#### [Study material]
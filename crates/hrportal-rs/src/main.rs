//! Command-line client for the HR portal backend.

mod render;

use anyhow::{Context, bail};
use chrono::Utc;
use clap::{Parser, Subcommand};
use hrportal_rs::config::{LayeredConfigOptions, PortalConfig};
use hrportal_rs::core::{
    AnnouncementBoard, AssistantHost, AssistantSession, CareerDashboard, DocumentCenter,
    DocumentFilter, FilterState, HttpAssistant, HttpTransport, LoadState, NotificationFeed,
    NotificationFilter, PageContext, PortalApi, ProfileForm, Selection, ToastCenter,
    TurnOutcome, Verification, validate,
};
use hrportal_rs::protocol::{
    AnalyticsRange, AssistantAction, AssistantContext, DocumentUpload, User, UserRole,
};
use log::{debug, info};
use std::path::{Path, PathBuf};
use std::sync::Arc;
use tokio::io::{AsyncBufReadExt, BufReader};

/// Command-line options for the portal client.
#[derive(Parser)]
#[command(name = "hrportal", version)]
struct Cli {
    /// Optional path to an hrportal.json5 file, applied as the highest layer
    #[arg(long, global = true)]
    config: Option<PathBuf>,
    /// Override the API base URL
    #[arg(long, global = true)]
    base_url: Option<String>,
    /// Signed-in user id; enables per-user actions
    #[arg(long, global = true)]
    user_id: Option<i64>,
    /// Role of the signed-in user (admin, hr, manager, employee)
    #[arg(long, global = true, default_value = "employee")]
    role: String,
    #[command(subcommand)]
    command: Command,
}

#[derive(Subcommand)]
enum Command {
    /// Validate a profile form stored as JSON
    Validate { path: PathBuf },
    /// List announcements
    Announcements {
        #[arg(long, default_value = "all")]
        category: String,
        #[arg(long, default_value = "all")]
        priority: String,
        /// Show or hide expired items; `--show-expired` alone means true.
        /// Defaults to `announcements.show_expired` from config.
        #[arg(long, num_args = 0..=1, default_missing_value = "true")]
        show_expired: Option<bool>,
        #[arg(long)]
        search: Option<String>,
        #[arg(long, default_value_t = 1)]
        page: usize,
    },
    /// List your documents
    Documents {
        #[arg(long = "type", default_value = "all")]
        document_type: String,
        #[arg(long)]
        verified: Option<bool>,
    },
    /// Upload a document
    Upload {
        file: PathBuf,
        #[arg(long = "type")]
        document_type: String,
        #[arg(long)]
        description: Option<String>,
    },
    /// List onboarding notifications
    Notifications {
        #[arg(long)]
        unread: bool,
    },
    /// Show skills assessment and, for admin/hr, career analytics
    Career {
        /// Onboarding analytics window: 7d, 30d, or 90d
        #[arg(long, default_value = "30d")]
        range: AnalyticsRange,
    },
    /// Chat with the onboarding assistant
    Chat {
        #[arg(long, default_value_t = 1)]
        phase: u32,
        #[arg(long)]
        employee_id: i64,
        #[arg(long)]
        name: String,
    },
}

/// Prints assistant actions; a terminal has no forms or panels to open.
struct TerminalHost;

impl AssistantHost for TerminalHost {
    fn typing_changed(&self, typing: bool) {
        if typing {
            println!("assistant is typing...");
        }
    }

    fn perform(&self, action: AssistantAction) {
        println!("[action] {}", action.as_str());
    }
}

/// Entry point for the portal CLI.
#[tokio::main]
async fn main() -> anyhow::Result<()> {
    hrportal_rs::init_logging();

    let cli = Cli::parse();
    let config = load_config(&cli)?;
    info!(
        "starting hrportal (base_url={}, user_set={})",
        config.api.base_url,
        cli.user_id.is_some()
    );

    let user = signed_in_user(&cli)?;
    let transport = Arc::new(HttpTransport::new(&config.api).context("failed to build client")?);
    let toasts = ToastCenter::new(&config.toasts);
    let ctx = PageContext::new(PortalApi::new(transport.clone()), toasts.clone(), user);

    match cli.command {
        Command::Validate { path } => validate_file(&path)?,
        Command::Announcements {
            category,
            priority,
            show_expired,
            search,
            page,
        } => {
            let board = AnnouncementBoard::new(ctx, &config.announcements);
            ensure_loaded(board.refresh().await)?;
            let mut filters = FilterState::default()
                .with_category(&category)
                .with_priority(&priority)
                .with_show_expired(show_expired.unwrap_or(config.announcements.show_expired));
            if let Some(search) = search {
                filters = filters.with_search(search);
            }
            board.set_filters(filters);
            render::announcements(&board.page(page, Utc::now()));
        }
        Command::Documents {
            document_type,
            verified,
        } => {
            let center = DocumentCenter::new(ctx);
            ensure_loaded(center.refresh().await)?;
            let filter = DocumentFilter {
                document_type: Selection::parse(&document_type),
                verification: Verification::from_flag(verified),
            };
            render::documents(&center.filtered(&filter));
        }
        Command::Upload {
            file,
            document_type,
            description,
        } => {
            let bytes = tokio::fs::read(&file)
                .await
                .with_context(|| format!("failed to read {}", file.display()))?;
            let file_name = file
                .file_name()
                .map(|name| name.to_string_lossy().into_owned())
                .unwrap_or_else(|| "upload".to_string());
            let center = DocumentCenter::new(ctx);
            let outcome = center
                .upload(DocumentUpload {
                    file_name,
                    bytes,
                    document_type,
                    description,
                })
                .await?;
            render::upload(&outcome);
        }
        Command::Notifications { unread } => {
            let feed = NotificationFeed::new(ctx);
            ensure_loaded(feed.refresh().await)?;
            render::notifications(
                &feed.visible(NotificationFilter {
                    unread_only: unread,
                }),
                feed.unread_count(),
            );
        }
        Command::Career { range } => {
            let privileged = ctx.user.as_ref().is_some_and(User::is_privileged);
            let dashboard = CareerDashboard::new(ctx);
            dashboard.refresh().await;
            ensure_loaded(dashboard.skills_state())?;
            render::skills(&dashboard.skill_rows());
            if let Some(analytics) = dashboard.analytics() {
                render::career_analytics(&analytics);
            }
            if privileged {
                let onboarding = dashboard
                    .onboarding_analytics(range)
                    .await?;
                render::onboarding_analytics(&onboarding);
            }
        }
        Command::Chat {
            phase,
            employee_id,
            name,
        } => {
            let session = AssistantSession::new(
                AssistantContext::new(phase, employee_id, name),
                Arc::new(HttpAssistant::new(transport)),
                Arc::new(TerminalHost),
                &config.assistant,
            );
            session.load_suggestions().await;
            chat(&session).await?;
        }
    }

    for toast in toasts.active() {
        render::toast(&toast);
    }
    Ok(())
}

fn load_config(cli: &Cli) -> anyhow::Result<PortalConfig> {
    let cwd = std::env::current_dir().context("failed to resolve current working directory")?;
    let mut options = LayeredConfigOptions::new(&cwd);
    if let Some(path) = cli.config.as_ref() {
        info!("adding runtime config layer (path={})", path.display());
        options = options.with_runtime_path(path);
    }
    let layered =
        PortalConfig::load_layered_with_options(options).context("failed to load config")?;
    debug!("layered config loaded (layers={})", layered.layers.len());
    let mut config = layered.config;
    if let Some(base_url) = cli.base_url.as_ref() {
        config.api.base_url = base_url.clone();
    }
    if config.api.token.is_none() {
        config.api.token = std::env::var("HRPORTAL_TOKEN").ok();
    }
    config.validate().context("invalid config")?;
    Ok(config)
}

fn signed_in_user(cli: &Cli) -> anyhow::Result<Option<User>> {
    let Some(id) = cli.user_id else {
        return Ok(None);
    };
    let role: UserRole = serde_json::from_value(serde_json::Value::String(
        cli.role.to_ascii_lowercase(),
    ))
    .with_context(|| format!("unknown role: {}", cli.role))?;
    Ok(Some(User {
        id,
        email: String::new(),
        role,
        first_name: None,
    }))
}

fn ensure_loaded(state: LoadState) -> anyhow::Result<()> {
    match state {
        LoadState::Failed(message) => bail!("failed to load: {message}"),
        _ => Ok(()),
    }
}

fn validate_file(path: &Path) -> anyhow::Result<()> {
    let contents = std::fs::read_to_string(path)
        .with_context(|| format!("failed to read {}", path.display()))?;
    let form: ProfileForm = serde_json::from_str(&contents).context("invalid profile JSON")?;
    let outcome = validate(&form);
    if outcome.is_valid {
        println!("profile is valid");
        return Ok(());
    }
    for (field, message) in &outcome.errors {
        println!("{field}: {message}");
    }
    bail!("{} field(s) failed validation", outcome.errors.len())
}

async fn chat(session: &AssistantSession) -> anyhow::Result<()> {
    for message in session.transcript() {
        render::transcript_message(&message);
    }
    render::suggestions(&session.suggestions());

    let mut lines = BufReader::new(tokio::io::stdin()).lines();
    while let Some(line) = lines.next_line().await? {
        let line = line.trim();
        if line.is_empty() {
            continue;
        }
        if line == "/quit" {
            break;
        }
        match session.send(line).await {
            Ok(TurnOutcome::Applied { .. }) => {
                if let Some(reply) = session.transcript().last() {
                    render::transcript_message(reply);
                }
                render::suggestions(&session.suggestions());
            }
            Ok(TurnOutcome::Stale) => {}
            Err(err) => println!("! {err}"),
        }
    }
    Ok(())
}

#[cfg(test)]
mod tests {
    use super::{Cli, Command};
    use clap::Parser;
    use hrportal_rs::protocol::AnalyticsRange;
    use pretty_assertions::assert_eq;

    fn show_expired(args: &[&str]) -> Option<bool> {
        let cli = Cli::try_parse_from(args).expect("args");
        match cli.command {
            Command::Announcements { show_expired, .. } => show_expired,
            _ => panic!("expected announcements"),
        }
    }

    #[test]
    fn show_expired_overrides_config_either_way() {
        assert_eq!(show_expired(&["hrportal", "announcements"]), None);
        assert_eq!(
            show_expired(&["hrportal", "announcements", "--show-expired"]),
            Some(true)
        );
        assert_eq!(
            show_expired(&["hrportal", "announcements", "--show-expired", "false"]),
            Some(false)
        );
    }

    #[test]
    fn career_range_must_be_known() {
        let cli = Cli::try_parse_from(["hrportal", "career", "--range", "7d"]).expect("args");
        match cli.command {
            Command::Career { range } => assert_eq!(range, AnalyticsRange::Week),
            _ => panic!("expected career"),
        }
        assert!(Cli::try_parse_from(["hrportal", "career", "--range", "1y"]).is_err());
    }
}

#### [Directions for this task]
From the material above, count the lines that include "actions" and give only the total.

#### [Response to this exercise]
2